►

//! Demo page for the workout calculator.
//! Loads the bundled workout list and adds a sound toggle around the widget.

use log::{info, warn};
use once_cell::sync::Lazy;
use web_sys::HtmlInputElement;
use workout_calculator::{
    components::Calculator, config::ROOT_ELEMENT_ID, load_workouts_from_json, WorkoutPlan,
};
use yew::prelude::*;

static BUNDLED_WORKOUTS: Lazy<Vec<WorkoutPlan>> = Lazy::new(|| {
    load_workouts_from_json(include_str!("workouts.json")).unwrap_or_else(|e| {
        warn!("Bundled workout list is invalid: {}", e);
        Vec::new()
    })
});

#[function_component]
pub fn App() -> Html {
    let allow_sound = use_state(|| true);
    let workouts = use_memo((), |_| BUNDLED_WORKOUTS.clone());

    let on_sound_toggle = {
        let allow_sound = allow_sound.clone();
        Callback::from(move |e: Event| {
            let input: HtmlInputElement = e.target_unchecked_into();
            allow_sound.set(input.checked());
        })
    };

    html! {
        <div class="calculator">
            <label class="sound-toggle">
                <input
                    type="checkbox"
                    checked={*allow_sound}
                    onchange={on_sound_toggle}
                />
                { "Allow sound" }
            </label>
            if workouts.is_empty() {
                <div class="no-workouts-message">
                    <p>{ "No workouts could be loaded." }</p>
                </div>
            } else {
                <Calculator workouts={workouts.clone()} allow_sound={*allow_sound} />
            }
        </div>
    }
}

/// Entry point: renders into `#app` when present, otherwise into `<body>`.
fn main() {
    console_error_panic_hook::set_once();

    match gloo_utils::document().get_element_by_id(ROOT_ELEMENT_ID) {
        Some(root) => yew::Renderer::<App>::with_root(root).render(),
        None => {
            info!("No #{} element, rendering into body", ROOT_ELEMENT_ID);
            yew::Renderer::<App>::new().render()
        }
    };
}
//! Workout duration calculator.
//!
//! Derives a session length in minutes from the exercise count of the chosen
//! workout, the number of sets, the time spent per exercise and the break
//! between sets. The [`components::Calculator`] widget owns a
//! [`state::CalculatorState`] and lets the user nudge the result.

use log::info;
use serde::{Deserialize, Serialize};
use std::fmt;
use std::rc::Rc;
use wasm_bindgen::prelude::*;

pub mod audio;
pub mod components;
pub mod config;
pub mod hooks;
pub mod sound;
pub mod state;
pub mod validation;

/// A selectable workout, supplied by the embedding application.
#[derive(Debug, Clone, PartialEq, Eq, Hash, Serialize, Deserialize)]
#[serde(rename_all = "camelCase")]
pub struct WorkoutPlan {
    pub name: String,
    pub num_exercises: u32,
}

#[derive(Debug, Clone, PartialEq, Eq)]
pub enum CalculatorError {
    /// A transition name outside the recognised set was dispatched.
    UnknownTransition(String),
}

impl fmt::Display for CalculatorError {
    fn fmt(&self, f: &mut fmt::Formatter<'_>) -> fmt::Result {
        match self {
            CalculatorError::UnknownTransition(name) => {
                write!(f, "Unknown transition type: '{}'", name)
            }
        }
    }
}

impl std::error::Error for CalculatorError {}

/// Session length in minutes.
///
/// `number * sets` exercises of `speed` seconds each, plus one break of
/// `duration_break` minutes between consecutive sets. Inputs are taken as-is.
///
/// # Examples
/// ```
/// assert_eq!(workout_calculator::calc_duration(8, 3, 90, 5), 46.0);
/// ```
pub fn calc_duration(number: u32, sets: u32, speed: u32, duration_break: u32) -> f64 {
    let active = f64::from(number) * f64::from(sets) * f64::from(speed) / 60.0;
    let breaks = (f64::from(sets) - 1.0) * f64::from(duration_break);
    active + breaks
}

/// Split a duration in minutes into whole minutes and remaining seconds.
pub fn split_duration(duration: f64) -> (u64, u32) {
    let minutes = duration.floor();
    let seconds = ((duration - minutes) * 60.0).round() as u32;
    if seconds >= 60 {
        (minutes as u64 + 1, 0)
    } else {
        (minutes as u64, seconds)
    }
}

/// Format a duration in minutes as `MM:SS`.
pub fn format_duration(duration: f64) -> String {
    let (minutes, seconds) = split_duration(duration);
    format!("{:02}:{:02}", minutes, seconds)
}

/// Parse a JSON array of `{ "name": ..., "numExercises": ... }` records.
pub fn load_workouts_from_json(json: &str) -> Result<Vec<WorkoutPlan>, serde_json::Error> {
    let workouts: Vec<WorkoutPlan> = serde_json::from_str(json)?;
    info!("Loaded {} workouts", workouts.len());
    Ok(workouts)
}

/// Mount the calculator into the element with id `element_id`.
///
/// Called from the host page with the workout list and the sound preference:
/// ```js
/// mount_calculator("calculator", [{ name: "Full-body", numExercises: 9 }], true);
/// ```
#[wasm_bindgen]
pub fn mount_calculator(
    element_id: &str,
    workouts: JsValue,
    allow_sound: bool,
) -> Result<(), JsValue> {
    console_error_panic_hook::set_once();

    let workouts: Vec<WorkoutPlan> = serde_wasm_bindgen::from_value(workouts)
        .map_err(|e| JsValue::from_str(&format!("Failed to deserialize workouts: {}", e)))?;
    if workouts.is_empty() {
        return Err(JsValue::from_str("Workout list cannot be empty"));
    }

    let root = gloo_utils::document()
        .get_element_by_id(element_id)
        .ok_or_else(|| JsValue::from_str(&format!("No element with id '{}'", element_id)))?;

    info!(
        "Mounting calculator into #{} with {} workouts (sound {})",
        element_id,
        workouts.len(),
        if allow_sound { "on" } else { "off" }
    );

    let props = components::CalculatorProps {
        workouts: Rc::new(workouts),
        allow_sound,
    };
    yew::Renderer::<components::Calculator>::with_root_and_props(root, props).render();
    Ok(())
}
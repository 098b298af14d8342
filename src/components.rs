//! Yew view components for the workout calculator.
//!
//! [`Calculator`] owns the reducer; the other components only render props.

use crate::config::{
    MAX_DURATION_BREAK, MAX_SETS, MAX_SPEED, MIN_DURATION_BREAK, MIN_SETS, MIN_SPEED, SPEED_STEP,
};
use crate::format_duration;
use crate::hooks::use_click_sound;
use crate::state::{CalculatorState, Transition};
use crate::validation::{parse_duration_break, parse_number, parse_sets, parse_speed};
use crate::WorkoutPlan;
use log::warn;
use std::rc::Rc;
use web_sys::{HtmlInputElement, HtmlSelectElement};
use yew::prelude::*;

/// Build an `oninput` callback that parses a range value and dispatches it.
fn range_callback(
    state: &UseReducerHandle<CalculatorState>,
    parse: fn(&str) -> Result<u32, String>,
    transition: fn(u32) -> Transition,
) -> Callback<InputEvent> {
    let state = state.clone();
    Callback::from(move |e: InputEvent| {
        let input: HtmlInputElement = e.target_unchecked_into();
        match parse(&input.value()) {
            Ok(value) => state.dispatch(transition(value)),
            Err(err) => warn!("Ignoring slider input: {}", err),
        }
    })
}

/// Slider bound to one calculator parameter.
#[derive(Properties, PartialEq)]
pub struct RangeFieldProps {
    pub label: AttrValue,
    pub min: u32,
    pub max: u32,
    #[prop_or(1)]
    pub step: u32,
    pub value: u32,
    /// Shown after the current value, e.g. "sec/exercise".
    #[prop_or_default]
    pub unit: AttrValue,
    pub oninput: Callback<InputEvent>,
}

#[function_component(RangeField)]
pub fn range_field(props: &RangeFieldProps) -> Html {
    html! {
        <div class="form-group">
            <label>{ props.label.clone() }</label>
            <div class="slider-with-value">
                <input type="range"
                    min={props.min.to_string()}
                    max={props.max.to_string()}
                    step={props.step.to_string()}
                    value={props.value.to_string()}
                    oninput={props.oninput.clone()}
                />
                <span class="slider-value">{
                    if props.unit.is_empty() {
                        props.value.to_string()
                    } else {
                        format!("{} {}", props.value, props.unit)
                    }
                }</span>
            </div>
        </div>
    }
}

/// Selector listing every workout by name and exercise count.
#[derive(Properties, PartialEq)]
pub struct WorkoutSelectProps {
    pub workouts: Rc<Vec<WorkoutPlan>>,
    pub selected: u32,
    pub onchange: Callback<Event>,
}

#[function_component(WorkoutSelect)]
pub fn workout_select(props: &WorkoutSelectProps) -> Html {
    html! {
        <div class="form-group">
            <label>{ "Type of workout" }</label>
            <select onchange={props.onchange.clone()}>
                { props.workouts.iter().map(|workout| {
                    html! {
                        <option
                            key={workout.name.clone()}
                            value={workout.num_exercises.to_string()}
                            selected={workout.num_exercises == props.selected}
                        >
                            { format!("{} ({} exercises)", workout.name, workout.num_exercises) }
                        </option>
                    }
                }).collect::<Html>() }
            </select>
        </div>
    }
}

/// Duration readout flanked by the two nudge buttons.
#[derive(Properties, PartialEq)]
pub struct DurationDisplayProps {
    pub duration: f64,
    pub on_decrease: Callback<MouseEvent>,
    pub on_increase: Callback<MouseEvent>,
}

#[function_component(DurationDisplay)]
pub fn duration_display(props: &DurationDisplayProps) -> Html {
    html! {
        <section class="duration">
            <button onclick={props.on_decrease.clone()}>{ "–" }</button>
            <p>{ format_duration(props.duration) }</p>
            <button onclick={props.on_increase.clone()}>{ "+" }</button>
        </section>
    }
}

#[derive(Properties, PartialEq)]
pub struct CalculatorProps {
    /// The first workout seeds the exercise count.
    pub workouts: Rc<Vec<WorkoutPlan>>,
    pub allow_sound: bool,
}

/// The workout duration calculator.
#[function_component(Calculator)]
pub fn calculator(props: &CalculatorProps) -> Html {
    let initial_number = props.workouts.first().map(|w| w.num_exercises).unwrap_or(0);
    let state = use_reducer(|| CalculatorState::new(initial_number));

    // The reducer starts with a placeholder duration; correct it once on mount.
    {
        let state = state.clone();
        use_effect_with((), move |_| {
            state.dispatch(Transition::InitDuration);
        });
    }

    use_click_sound(state.duration, props.allow_sound);

    if props.workouts.is_empty() {
        return html! {
            <p class="no-workouts-message">{ "No workouts available" }</p>
        };
    }

    let on_number_change = {
        let state = state.clone();
        let workouts = props.workouts.clone();
        Callback::from(move |e: Event| {
            let select: HtmlSelectElement = e.target_unchecked_into();
            match parse_number(&select.value(), &workouts) {
                Ok(number) => state.dispatch(Transition::ChangeNumber(number)),
                Err(err) => warn!("Ignoring workout selection: {}", err),
            }
        })
    };
    let on_decrease = {
        let state = state.clone();
        Callback::from(move |_: MouseEvent| state.dispatch(Transition::DecreaseDuration))
    };
    let on_increase = {
        let state = state.clone();
        Callback::from(move |_: MouseEvent| state.dispatch(Transition::IncreaseDuration))
    };

    html! {
        <>
            <form class="calculator-form">
                <WorkoutSelect
                    workouts={props.workouts.clone()}
                    selected={state.number}
                    onchange={on_number_change}
                />
                <RangeField
                    label="How many sets?"
                    min={MIN_SETS}
                    max={MAX_SETS}
                    value={state.sets}
                    oninput={range_callback(&state, parse_sets, Transition::ChangeSets)}
                />
                <RangeField
                    label="How fast are you?"
                    min={MIN_SPEED}
                    max={MAX_SPEED}
                    step={SPEED_STEP}
                    value={state.speed}
                    unit="sec/exercise"
                    oninput={range_callback(&state, parse_speed, Transition::ChangeSpeed)}
                />
                <RangeField
                    label="Break length"
                    min={MIN_DURATION_BREAK}
                    max={MAX_DURATION_BREAK}
                    value={state.duration_break}
                    unit="minutes/break"
                    oninput={range_callback(&state, parse_duration_break, Transition::ChangeDurationBreak)}
                />
            </form>
            <DurationDisplay
                duration={state.duration}
                {on_decrease}
                {on_increase}
            />
        </>
    }
}
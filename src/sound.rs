//! When to play the click.
//!
//! The click fires once each time the displayed duration or the sound
//! preference changes, and only while sound is allowed. Overlapping clips
//! are fine; nothing is cancelled.

/// Remembers the last `(duration, allow_sound)` pair and calls `play` on change.
pub struct ClickTrigger<F: FnMut()> {
    last: Option<(f64, bool)>,
    play: F,
}

impl<F: FnMut()> ClickTrigger<F> {
    pub fn new(play: F) -> Self {
        Self { last: None, play }
    }

    /// Record the current values. Returns `true` if the click was played.
    ///
    /// The first observation always counts as a change.
    pub fn observe(&mut self, duration: f64, allow_sound: bool) -> bool {
        let current = (duration, allow_sound);
        if self.last == Some(current) {
            return false;
        }
        self.last = Some(current);

        if allow_sound {
            (self.play)();
            true
        } else {
            false
        }
    }
}

#[cfg(test)]
mod tests {
    use super::*;
    use crate::state::{CalculatorState, Transition};
    use std::cell::Cell;

    #[test]
    fn fires_once_per_duration_change() {
        let clicks = Cell::new(0);
        let mut trigger = ClickTrigger::new(|| clicks.set(clicks.get() + 1));

        assert!(trigger.observe(0.0, true));
        assert!(trigger.observe(46.0, true));
        assert!(!trigger.observe(46.0, true));
        assert!(trigger.observe(47.0, true));
        assert_eq!(clicks.get(), 3);
    }

    #[test]
    fn never_fires_when_disabled() {
        let clicks = Cell::new(0);
        let mut trigger = ClickTrigger::new(|| clicks.set(clicks.get() + 1));

        for duration in [0.0, 46.0, 47.0, 46.0, 0.0] {
            assert!(!trigger.observe(duration, false));
        }
        assert_eq!(clicks.get(), 0);
    }

    #[test]
    fn enabling_sound_plays_current_duration() {
        let clicks = Cell::new(0);
        let mut trigger = ClickTrigger::new(|| clicks.set(clicks.get() + 1));

        trigger.observe(46.0, false);
        assert!(trigger.observe(46.0, true));
        assert!(!trigger.observe(46.0, false));
        assert_eq!(clicks.get(), 1);
    }

    #[test]
    fn follows_a_transition_sequence() {
        let clicks = Cell::new(0);
        let mut trigger = ClickTrigger::new(|| clicks.set(clicks.get() + 1));

        let mut state = CalculatorState::new(8);
        trigger.observe(state.duration, true);

        let transitions = [
            Transition::InitDuration,            // 0 -> 46
            Transition::InitDuration,            // unchanged
            Transition::ChangeSets(3),           // unchanged
            Transition::IncreaseDuration,        // 47
            Transition::DecreaseDuration,        // 46
            Transition::ChangeSpeed(60),         // 34
            Transition::ChangeDurationBreak(10), // 44
        ];
        for transition in transitions {
            state = state.apply(transition);
            trigger.observe(state.duration, true);
        }

        // mount, then five distinct changes
        assert_eq!(clicks.get(), 6);
    }
}
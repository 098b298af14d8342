//! Coercion of raw control values into typed transition payloads.
//!
//! Range and select elements hand back text. Everything is parsed and
//! range-checked here before a [`crate::state::Transition`] is built; the
//! calculator itself trusts its inputs.

use crate::config::{
    MAX_DURATION_BREAK, MAX_SETS, MAX_SPEED, MIN_DURATION_BREAK, MIN_SETS, MIN_SPEED, SPEED_STEP,
};
use crate::WorkoutPlan;

/// Generic numeric input validation
pub fn validate_numeric_input<T>(
    input: &str,
    min: Option<T>,
    max: Option<T>,
    field_name: &str,
) -> Result<T, String>
where
    T: std::str::FromStr + std::fmt::Display + PartialOrd,
{
    let trimmed = input.trim();
    if trimmed.is_empty() {
        return Err(format!("{} cannot be empty", field_name));
    }

    match trimmed.parse::<T>() {
        Ok(val) => {
            if let Some(min_val) = min {
                if val < min_val {
                    return Err(format!("{} must be at least {}", field_name, min_val));
                }
            }
            if let Some(max_val) = max {
                if val > max_val {
                    return Err(format!("{} cannot exceed {}", field_name, max_val));
                }
            }
            Ok(val)
        }
        Err(_) => Err(format!("{} must be a valid number", field_name)),
    }
}

/// Validate the exercise count picked from the workout selector.
///
/// With a non-empty list the value has to belong to one of its workouts.
pub fn parse_number(input: &str, workouts: &[WorkoutPlan]) -> Result<u32, String> {
    let number = validate_numeric_input(input, Some(1), None, "Number of exercises")?;
    if !workouts.is_empty() && !workouts.iter().any(|w| w.num_exercises == number) {
        return Err(format!("No workout has {} exercises", number));
    }
    Ok(number)
}

pub fn parse_sets(input: &str) -> Result<u32, String> {
    validate_numeric_input(input, Some(MIN_SETS), Some(MAX_SETS), "Sets")
}

/// Validate seconds per exercise; only whole steps from the minimum are allowed.
pub fn parse_speed(input: &str) -> Result<u32, String> {
    let speed = validate_numeric_input(input, Some(MIN_SPEED), Some(MAX_SPEED), "Speed")?;
    if (speed - MIN_SPEED) % SPEED_STEP != 0 {
        return Err(format!("Speed must be a multiple of {} seconds", SPEED_STEP));
    }
    Ok(speed)
}

pub fn parse_duration_break(input: &str) -> Result<u32, String> {
    validate_numeric_input(
        input,
        Some(MIN_DURATION_BREAK),
        Some(MAX_DURATION_BREAK),
        "Break length",
    )
}

#[cfg(test)]
mod tests {
    use super::*;

    fn workouts() -> Vec<WorkoutPlan> {
        vec![
            WorkoutPlan {
                name: "Full-body workout".to_string(),
                num_exercises: 9,
            },
            WorkoutPlan {
                name: "Arms only".to_string(),
                num_exercises: 3,
            },
        ]
    }

    #[test]
    fn sets_accepts_range_values() {
        assert_eq!(parse_sets("1"), Ok(1));
        assert_eq!(parse_sets(" 5 "), Ok(5));
    }

    #[test]
    fn sets_rejects_out_of_range() {
        assert_eq!(parse_sets("0"), Err("Sets must be at least 1".to_string()));
        assert_eq!(parse_sets("6"), Err("Sets cannot exceed 5".to_string()));
        assert_eq!(parse_sets(""), Err("Sets cannot be empty".to_string()));
        assert_eq!(parse_sets("three"), Err("Sets must be a valid number".to_string()));
    }

    #[test]
    fn speed_follows_slider_steps() {
        for value in [30, 60, 90, 120, 150, 180] {
            assert_eq!(parse_speed(&value.to_string()), Ok(value));
        }
        assert!(parse_speed("45").is_err());
        assert!(parse_speed("0").is_err());
        assert!(parse_speed("210").is_err());
    }

    #[test]
    fn break_length_range() {
        assert_eq!(parse_duration_break("1"), Ok(1));
        assert_eq!(parse_duration_break("10"), Ok(10));
        assert!(parse_duration_break("11").is_err());
        assert!(parse_duration_break("-1").is_err());
        assert!(parse_duration_break("2.5").is_err());
    }

    #[test]
    fn number_must_match_a_workout() {
        let workouts = workouts();
        assert_eq!(parse_number("9", &workouts), Ok(9));
        assert_eq!(parse_number("3", &workouts), Ok(3));
        assert_eq!(
            parse_number("4", &workouts),
            Err("No workout has 4 exercises".to_string())
        );
        assert!(parse_number("0", &workouts).is_err());
    }

    #[test]
    fn number_without_workouts_only_needs_to_be_positive() {
        assert_eq!(parse_number("12", &[]), Ok(12));
        assert!(parse_number("0", &[]).is_err());
    }
}
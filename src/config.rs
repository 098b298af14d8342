//! Application-level configuration constants.

// Initial slider positions
pub const DEFAULT_SETS: u32 = 3;
pub const DEFAULT_SPEED: u32 = 90;
pub const DEFAULT_DURATION_BREAK: u32 = 5;

// Min/Max limits for range controls
pub const MIN_SETS: u32 = 1;
pub const MAX_SETS: u32 = 5;
pub const MIN_SPEED: u32 = 30;
pub const MAX_SPEED: u32 = 180;
pub const SPEED_STEP: u32 = 30;
pub const MIN_DURATION_BREAK: u32 = 1;
pub const MAX_DURATION_BREAK: u32 = 10;

// Assets and mounting
pub const CLICK_SOUND_URL: &str = "ClickSound.m4a";
pub const ROOT_ELEMENT_ID: &str = "app";
use std::{
  fmt,
  fmt::{Display, Formatter},
  fs::File,
  io,
  io::{BufWriter, Write},
  path::{Path, PathBuf},
  sync::{
    Arc, Condvar, Mutex, MutexGuard,
    atomic::{AtomicUsize, Ordering},
  },
  thread,
  thread::JoinHandle,
  time::{Duration, SystemTime},
};

use log::{error, info, warn};

use crate::bucket::{BucketStore, MAX_STACK_DEPTH, Stats};
use crate::config::{ConfigError, ProfileEnv};
use crate::profile;

/// Sampling frequency used when the platform does not dictate one.
pub const DEFAULT_FREQUENCY_HZ: u32 = 100;

/// Innermost frames belonging to the sampling plumbing itself (the capture
/// closure, the capture helper, and the timer loop). They are artifacts of
/// profiling and are not measured.
const SAMPLER_SKIP_FRAMES: usize = 3;

/// How often the toggle watcher checks for a pending signal.
const TOGGLE_POLL: Duration = Duration::from_millis(20);

/// Errors from sampler control operations and profiler initialization.
#[derive(Debug)]
pub enum SamplerError {
  /// `start` was called while sampling is already enabled. No side
  /// effects were taken.
  AlreadyEnabled,
  Config(ConfigError),
  Io(io::Error),
  /// The toggle signal already has a handler installed by someone else.
  SignalInUse(i32),
}

impl Display for SamplerError {
  fn fmt(&self, f: &mut Formatter<'_>) -> fmt::Result {
    match self {
      Self::AlreadyEnabled => write!(f, "sampler is already enabled"),
      Self::Config(err) => write!(f, "{err}"),
      Self::Io(err) => write!(f, "i/o error in sampler: {err}"),
      Self::SignalInUse(signum) => {
        write!(f, "signal {signum} already has a handler installed")
      }
    }
  }
}

impl std::error::Error for SamplerError {
  fn source(&self) -> Option<&(dyn std::error::Error + 'static)> {
    match self {
      Self::Config(err) => Some(err),
      Self::Io(err) => Some(err),
      _ => None,
    }
  }
}

impl From<ConfigError> for SamplerError {
  fn from(value: ConfigError) -> Self {
    Self::Config(value)
  }
}

impl From<io::Error> for SamplerError {
  fn from(value: io::Error) -> Self {
    Self::Io(value)
  }
}

/// Read-only view of a collector's state.
#[derive(Debug, Clone)]
pub struct CollectorState {
  pub enabled: bool,
  pub profile_path: PathBuf,
  pub samples_gathered: u64,
  pub start_time: SystemTime,
}

/// External stack-trace collector driven by the sampler.
///
/// `add` is called only from the sampling thread; the sampler guarantees
/// the thread is drained before any other collector method runs, so
/// implementations need no extra coordination between `add` and the
/// control operations.
pub trait Collector: Send + Sync {
  /// Record one captured stack.
  fn add(&self, frames: &[usize]);

  fn enabled(&self) -> bool;

  /// Write accumulated data without stopping collection.
  ///
  /// # Errors
  ///
  /// Returns an error if the output cannot be written.
  fn flush(&self) -> io::Result<()>;

  /// Begin collecting to `path` at the given sampling frequency.
  ///
  /// # Errors
  ///
  /// Returns an error if collection is already running or the output
  /// cannot be prepared.
  fn start(&self, path: &Path, frequency_hz: u32) -> io::Result<()>;

  fn state(&self) -> CollectorState;

  /// Stop collecting and write accumulated data to disk.
  ///
  /// # Errors
  ///
  /// Returns an error if the output cannot be written.
  fn stop(&self) -> io::Result<()>;
}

◄

TO DO.
Every line in the entries above that has the word "owns" should be identified and copied.

EXERCISE RESULT.
//! between sets. The [`components::Calculator`] widget owns a
//! [`Calculator`] owns the reducer; the other components only render props.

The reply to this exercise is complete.